When you print out a BPCells matrix in an interactive session it will show what the "staged operations" are, which can make it easier to tell what's going on.

My guess is that your Approach 2 is stripping away some math operations that are being applied in Approach 1, though if this is not the case just let me know what staged operations are printed out for each of these matrix versions and I could help assess why the values are different.

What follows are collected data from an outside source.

#![allow(dead_code)]

use contactflow_application::{AnalyticsAggregator, BulkCoordinator, ContactWorkflowService, WorkflowDependencies};
use contactflow_core::contact::ContactPayload;
use contactflow_core::OrchestratorConfig;
use contactflow_infrastructure::{
    InMemoryContactRepository, InMemoryOutcomeLog, InMemorySessionStore, StaticEnumLookup,
};
use std::sync::Arc;

pub const ACCOUNT: &str = "acct_test";

pub struct Fixture {
    pub service: Arc<ContactWorkflowService>,
    pub bulk: BulkCoordinator,
    pub analytics: AnalyticsAggregator,
    pub store: Arc<InMemorySessionStore>,
    pub contacts: Arc<InMemoryContactRepository>,
    pub outcomes: Arc<InMemoryOutcomeLog>,
}

pub fn fixture() -> Fixture {
    fixture_with(OrchestratorConfig::default(), InMemoryContactRepository::new())
}

pub fn fixture_with(config: OrchestratorConfig, contacts: InMemoryContactRepository) -> Fixture {
    let store = Arc::new(InMemorySessionStore::new());
    let contacts = Arc::new(contacts);
    let outcomes = Arc::new(InMemoryOutcomeLog::new());
    let service = Arc::new(
        ContactWorkflowService::new(
            config,
            WorkflowDependencies {
                store: store.clone(),
                uniqueness: contacts.clone(),
                repository: contacts.clone(),
                enums: Arc::new(StaticEnumLookup::default()),
                outcomes: outcomes.clone(),
            },
        )
        .expect("default config is valid"),
    );
    Fixture {
        bulk: BulkCoordinator::new(service.clone()),
        analytics: AnalyticsAggregator::uncached(outcomes.clone()),
        service,
        store,
        contacts,
        outcomes,
    }
}

pub fn contact(first: &str, last: &str, business_id: &str) -> ContactPayload {
    ContactPayload {
        first_name: Some(first.into()),
        last_name: Some(last.into()),
        email: Some(format!("{}.{}@acme.io", first.to_lowercase(), last.to_lowercase())),
        job_title: Some("Senior Software Engineer".into()),
        company: Some("Acme".into()),
        industry: Some("technology".into()),
        contact_type: Some("lead".into()),
        business_id: Some(business_id.into()),
        social_links: vec![format!("https://www.linkedin.com/in/{}-{}", first.to_lowercase(), last.to_lowercase())],
        ..Default::default()
    }
}

pub fn john() -> ContactPayload {
    contact("John", "Doe", "john.doe.2024")
}

/// `n` distinct, valid payloads: `member.<i>.2024`.
pub fn members(n: usize) -> Vec<ContactPayload> {
    (0..n)
        .map(|i| contact("Member", &format!("Number{}", i), &format!("member.{}.2024", i)))
        .collect()
}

sbt2024 commented 1 week ago

Hi @bnprks, thanks for your response. I was actually intentionally accessing the data layer to obtain the log-normalized data. Thanks for confirming that Approach 1 is the right way to go. You brought a good question though (in your second paragraph) regarding the BPCells operations - so even though I am extracting the normalized counts from seurat object, I assume the direct conversion of the log-normalized data are handled appropriately using the command as(sc_log_data, "dgCMatrix") without the re-normalization concern? In other words, does the conversion function works with the normalized data as I am calling it or does it expect raw counts?

bnprks commented 1 week ago

Yes, as(bpcells_mat, "dgCMatrix") should work as expected whether you have counts, log-normalized data, or any other set of transformations on the matrix.

You can mostly think of BPCells matrix objects as equivalent to in-memory matrices -- although BPCells doesn't support every matrix operation, if the operation doesn't immediately print an error/warning about incompatibility then it should work equivalently to an in-memory matrix.